Task to carry out → Using the data beneath this instruction, retype only the lines from the one that contains "filename crates/arbor_animation/src/skin.rs" down to the one that contains "pub fn new(name: impl Into<String>)", both included, exactly as they appear.

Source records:

--- --- ---

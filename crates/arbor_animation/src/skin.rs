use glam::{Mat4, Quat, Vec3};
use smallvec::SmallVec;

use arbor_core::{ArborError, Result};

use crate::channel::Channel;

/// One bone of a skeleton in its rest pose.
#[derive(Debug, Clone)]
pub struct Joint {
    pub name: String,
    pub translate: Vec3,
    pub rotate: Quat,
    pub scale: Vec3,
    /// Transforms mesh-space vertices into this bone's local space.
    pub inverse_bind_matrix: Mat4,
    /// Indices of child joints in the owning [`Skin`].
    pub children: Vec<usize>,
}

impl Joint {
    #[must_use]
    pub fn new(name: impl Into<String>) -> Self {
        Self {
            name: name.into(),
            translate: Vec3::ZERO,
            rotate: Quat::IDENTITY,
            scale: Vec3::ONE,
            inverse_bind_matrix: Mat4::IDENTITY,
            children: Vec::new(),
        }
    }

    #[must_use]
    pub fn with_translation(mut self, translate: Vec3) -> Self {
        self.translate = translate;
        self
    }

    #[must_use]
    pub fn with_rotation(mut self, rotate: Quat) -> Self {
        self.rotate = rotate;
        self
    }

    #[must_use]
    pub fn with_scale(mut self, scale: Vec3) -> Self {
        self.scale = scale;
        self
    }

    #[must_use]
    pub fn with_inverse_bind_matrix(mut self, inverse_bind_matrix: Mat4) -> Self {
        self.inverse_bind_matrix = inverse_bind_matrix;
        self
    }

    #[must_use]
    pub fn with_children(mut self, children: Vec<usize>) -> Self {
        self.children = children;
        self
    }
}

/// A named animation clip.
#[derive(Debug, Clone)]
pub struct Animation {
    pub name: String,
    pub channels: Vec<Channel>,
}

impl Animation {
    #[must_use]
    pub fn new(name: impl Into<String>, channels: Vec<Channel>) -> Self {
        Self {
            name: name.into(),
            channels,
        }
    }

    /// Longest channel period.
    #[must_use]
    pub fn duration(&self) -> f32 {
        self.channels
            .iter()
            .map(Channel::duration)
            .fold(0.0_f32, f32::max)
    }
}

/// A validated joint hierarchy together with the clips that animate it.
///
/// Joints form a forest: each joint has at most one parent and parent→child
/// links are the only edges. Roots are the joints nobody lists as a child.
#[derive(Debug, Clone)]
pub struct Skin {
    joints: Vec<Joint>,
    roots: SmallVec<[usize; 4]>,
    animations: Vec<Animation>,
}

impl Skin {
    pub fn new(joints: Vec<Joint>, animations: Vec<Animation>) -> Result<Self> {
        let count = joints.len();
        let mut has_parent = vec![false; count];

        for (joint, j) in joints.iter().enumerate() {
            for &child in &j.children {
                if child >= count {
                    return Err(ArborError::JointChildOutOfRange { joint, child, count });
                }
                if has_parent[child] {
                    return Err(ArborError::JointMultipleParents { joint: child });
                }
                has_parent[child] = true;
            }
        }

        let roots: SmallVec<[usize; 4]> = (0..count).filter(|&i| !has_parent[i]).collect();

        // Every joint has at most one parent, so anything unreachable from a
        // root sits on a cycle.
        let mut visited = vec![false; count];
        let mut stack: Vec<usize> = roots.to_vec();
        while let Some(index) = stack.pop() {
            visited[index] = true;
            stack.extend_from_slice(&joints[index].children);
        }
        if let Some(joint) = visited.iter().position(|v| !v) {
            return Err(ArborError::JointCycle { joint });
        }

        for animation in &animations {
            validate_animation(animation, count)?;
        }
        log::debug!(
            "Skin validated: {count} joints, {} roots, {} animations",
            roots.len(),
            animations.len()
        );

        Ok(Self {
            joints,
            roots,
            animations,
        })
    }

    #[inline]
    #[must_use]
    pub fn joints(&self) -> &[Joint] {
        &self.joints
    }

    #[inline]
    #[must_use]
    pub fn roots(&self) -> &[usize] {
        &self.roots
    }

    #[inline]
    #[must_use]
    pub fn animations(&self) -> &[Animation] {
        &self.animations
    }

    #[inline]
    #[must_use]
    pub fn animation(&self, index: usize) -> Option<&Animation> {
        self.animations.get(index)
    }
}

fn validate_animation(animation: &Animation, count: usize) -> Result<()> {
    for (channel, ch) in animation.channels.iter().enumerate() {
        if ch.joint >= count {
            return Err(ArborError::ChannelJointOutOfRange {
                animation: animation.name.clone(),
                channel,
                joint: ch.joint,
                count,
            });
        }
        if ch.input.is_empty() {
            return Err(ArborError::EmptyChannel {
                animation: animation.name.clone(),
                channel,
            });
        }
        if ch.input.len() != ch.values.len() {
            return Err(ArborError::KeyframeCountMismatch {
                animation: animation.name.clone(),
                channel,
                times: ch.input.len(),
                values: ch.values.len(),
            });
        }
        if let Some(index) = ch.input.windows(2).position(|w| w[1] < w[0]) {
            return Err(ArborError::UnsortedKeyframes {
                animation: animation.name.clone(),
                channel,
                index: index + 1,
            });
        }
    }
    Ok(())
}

--- --- ---

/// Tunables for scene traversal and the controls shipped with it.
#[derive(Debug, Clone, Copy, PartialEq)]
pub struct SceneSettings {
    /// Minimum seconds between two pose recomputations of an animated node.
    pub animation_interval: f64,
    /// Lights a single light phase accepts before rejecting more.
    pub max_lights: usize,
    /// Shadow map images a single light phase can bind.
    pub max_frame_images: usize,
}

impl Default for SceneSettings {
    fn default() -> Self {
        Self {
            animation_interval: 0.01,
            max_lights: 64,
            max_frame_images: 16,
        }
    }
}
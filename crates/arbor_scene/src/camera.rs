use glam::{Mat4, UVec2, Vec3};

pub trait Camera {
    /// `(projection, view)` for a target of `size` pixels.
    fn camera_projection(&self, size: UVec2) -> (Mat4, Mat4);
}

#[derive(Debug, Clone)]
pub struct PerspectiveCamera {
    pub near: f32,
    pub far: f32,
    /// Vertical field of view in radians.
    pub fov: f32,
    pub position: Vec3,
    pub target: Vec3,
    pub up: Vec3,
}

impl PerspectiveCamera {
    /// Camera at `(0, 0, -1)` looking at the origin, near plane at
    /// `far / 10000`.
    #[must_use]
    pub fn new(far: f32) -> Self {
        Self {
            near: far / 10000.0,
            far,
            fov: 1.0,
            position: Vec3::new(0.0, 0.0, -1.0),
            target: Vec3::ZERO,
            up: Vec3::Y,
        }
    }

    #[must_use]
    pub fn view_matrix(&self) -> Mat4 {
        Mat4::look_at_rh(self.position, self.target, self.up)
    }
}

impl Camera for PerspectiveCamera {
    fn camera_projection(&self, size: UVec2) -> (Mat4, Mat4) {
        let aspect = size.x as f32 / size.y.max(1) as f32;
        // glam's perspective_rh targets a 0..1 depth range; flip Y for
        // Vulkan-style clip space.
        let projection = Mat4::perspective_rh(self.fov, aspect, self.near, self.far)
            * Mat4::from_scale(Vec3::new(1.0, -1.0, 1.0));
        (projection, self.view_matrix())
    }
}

--- --- ---

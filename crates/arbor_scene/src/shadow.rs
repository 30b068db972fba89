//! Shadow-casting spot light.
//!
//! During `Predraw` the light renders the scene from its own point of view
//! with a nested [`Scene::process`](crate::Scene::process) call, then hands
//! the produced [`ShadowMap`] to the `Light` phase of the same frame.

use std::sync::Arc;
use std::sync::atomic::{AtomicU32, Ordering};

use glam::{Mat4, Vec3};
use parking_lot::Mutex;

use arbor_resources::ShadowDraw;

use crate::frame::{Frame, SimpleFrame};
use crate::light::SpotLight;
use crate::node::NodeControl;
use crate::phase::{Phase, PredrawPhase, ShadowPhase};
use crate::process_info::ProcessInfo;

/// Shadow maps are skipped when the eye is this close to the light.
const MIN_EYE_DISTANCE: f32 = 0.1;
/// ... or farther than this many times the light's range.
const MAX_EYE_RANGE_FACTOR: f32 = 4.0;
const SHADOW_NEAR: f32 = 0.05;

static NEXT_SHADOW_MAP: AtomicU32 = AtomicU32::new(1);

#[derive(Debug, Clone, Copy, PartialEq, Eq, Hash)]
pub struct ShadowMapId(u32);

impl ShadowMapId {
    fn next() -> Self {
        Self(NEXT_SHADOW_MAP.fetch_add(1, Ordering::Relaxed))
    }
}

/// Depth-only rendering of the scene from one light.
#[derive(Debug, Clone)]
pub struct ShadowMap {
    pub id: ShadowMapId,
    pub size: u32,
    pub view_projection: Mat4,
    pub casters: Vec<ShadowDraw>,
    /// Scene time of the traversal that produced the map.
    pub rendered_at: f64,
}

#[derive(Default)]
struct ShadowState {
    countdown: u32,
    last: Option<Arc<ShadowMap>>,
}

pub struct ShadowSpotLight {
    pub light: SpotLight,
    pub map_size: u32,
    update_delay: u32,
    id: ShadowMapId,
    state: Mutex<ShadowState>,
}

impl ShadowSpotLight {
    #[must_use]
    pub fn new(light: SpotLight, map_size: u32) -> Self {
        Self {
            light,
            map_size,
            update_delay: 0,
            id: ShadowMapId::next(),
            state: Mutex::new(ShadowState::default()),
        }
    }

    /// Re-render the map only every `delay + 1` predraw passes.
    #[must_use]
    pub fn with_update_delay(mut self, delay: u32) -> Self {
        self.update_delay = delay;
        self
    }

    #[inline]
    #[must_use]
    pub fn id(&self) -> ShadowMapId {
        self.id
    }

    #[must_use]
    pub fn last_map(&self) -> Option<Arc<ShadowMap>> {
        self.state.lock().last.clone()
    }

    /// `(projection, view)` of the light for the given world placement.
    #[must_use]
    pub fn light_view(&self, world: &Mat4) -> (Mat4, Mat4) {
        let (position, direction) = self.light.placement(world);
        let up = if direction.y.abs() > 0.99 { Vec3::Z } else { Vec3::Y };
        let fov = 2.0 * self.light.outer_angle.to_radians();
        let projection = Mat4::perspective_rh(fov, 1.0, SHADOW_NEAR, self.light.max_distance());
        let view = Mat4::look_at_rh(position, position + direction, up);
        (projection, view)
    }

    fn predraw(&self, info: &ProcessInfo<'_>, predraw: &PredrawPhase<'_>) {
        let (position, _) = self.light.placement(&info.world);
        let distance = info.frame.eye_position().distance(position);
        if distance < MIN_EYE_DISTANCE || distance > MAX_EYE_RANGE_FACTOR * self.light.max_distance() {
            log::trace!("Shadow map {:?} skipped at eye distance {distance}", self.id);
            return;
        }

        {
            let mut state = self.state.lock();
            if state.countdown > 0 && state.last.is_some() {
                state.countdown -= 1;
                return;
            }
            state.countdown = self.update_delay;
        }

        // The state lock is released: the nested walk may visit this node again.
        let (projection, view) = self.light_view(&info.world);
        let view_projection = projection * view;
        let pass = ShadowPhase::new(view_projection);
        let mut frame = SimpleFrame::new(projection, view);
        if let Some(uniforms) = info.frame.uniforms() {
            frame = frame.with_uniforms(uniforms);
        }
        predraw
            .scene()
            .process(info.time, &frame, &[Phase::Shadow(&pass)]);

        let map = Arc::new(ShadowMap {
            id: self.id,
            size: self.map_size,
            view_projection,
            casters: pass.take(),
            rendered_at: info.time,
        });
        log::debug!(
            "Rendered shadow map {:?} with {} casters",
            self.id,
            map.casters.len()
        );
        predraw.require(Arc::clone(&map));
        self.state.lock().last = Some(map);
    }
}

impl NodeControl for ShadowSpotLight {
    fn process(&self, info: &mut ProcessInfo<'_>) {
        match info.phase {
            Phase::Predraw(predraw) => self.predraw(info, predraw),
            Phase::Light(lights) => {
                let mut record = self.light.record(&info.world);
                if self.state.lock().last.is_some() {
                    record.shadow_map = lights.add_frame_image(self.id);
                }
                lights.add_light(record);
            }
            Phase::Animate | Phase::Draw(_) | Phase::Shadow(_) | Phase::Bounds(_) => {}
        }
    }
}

--- --- ---

Answer area →
filename crates/arbor_animation/src/skin.rs
use glam::{Mat4, Quat, Vec3};
use smallvec::SmallVec;

use arbor_core::{ArborError, Result};

use crate::channel::Channel;

/// One bone of a skeleton in its rest pose.
#[derive(Debug, Clone)]
pub struct Joint {
    pub name: String,
    pub translate: Vec3,
    pub rotate: Quat,
    pub scale: Vec3,
    /// Transforms mesh-space vertices into this bone's local space.
    pub inverse_bind_matrix: Mat4,
    /// Indices of child joints in the owning [`Skin`].
    pub children: Vec<usize>,
}

impl Joint {
    #[must_use]
    pub fn new(name: impl Into<String>) -> Self {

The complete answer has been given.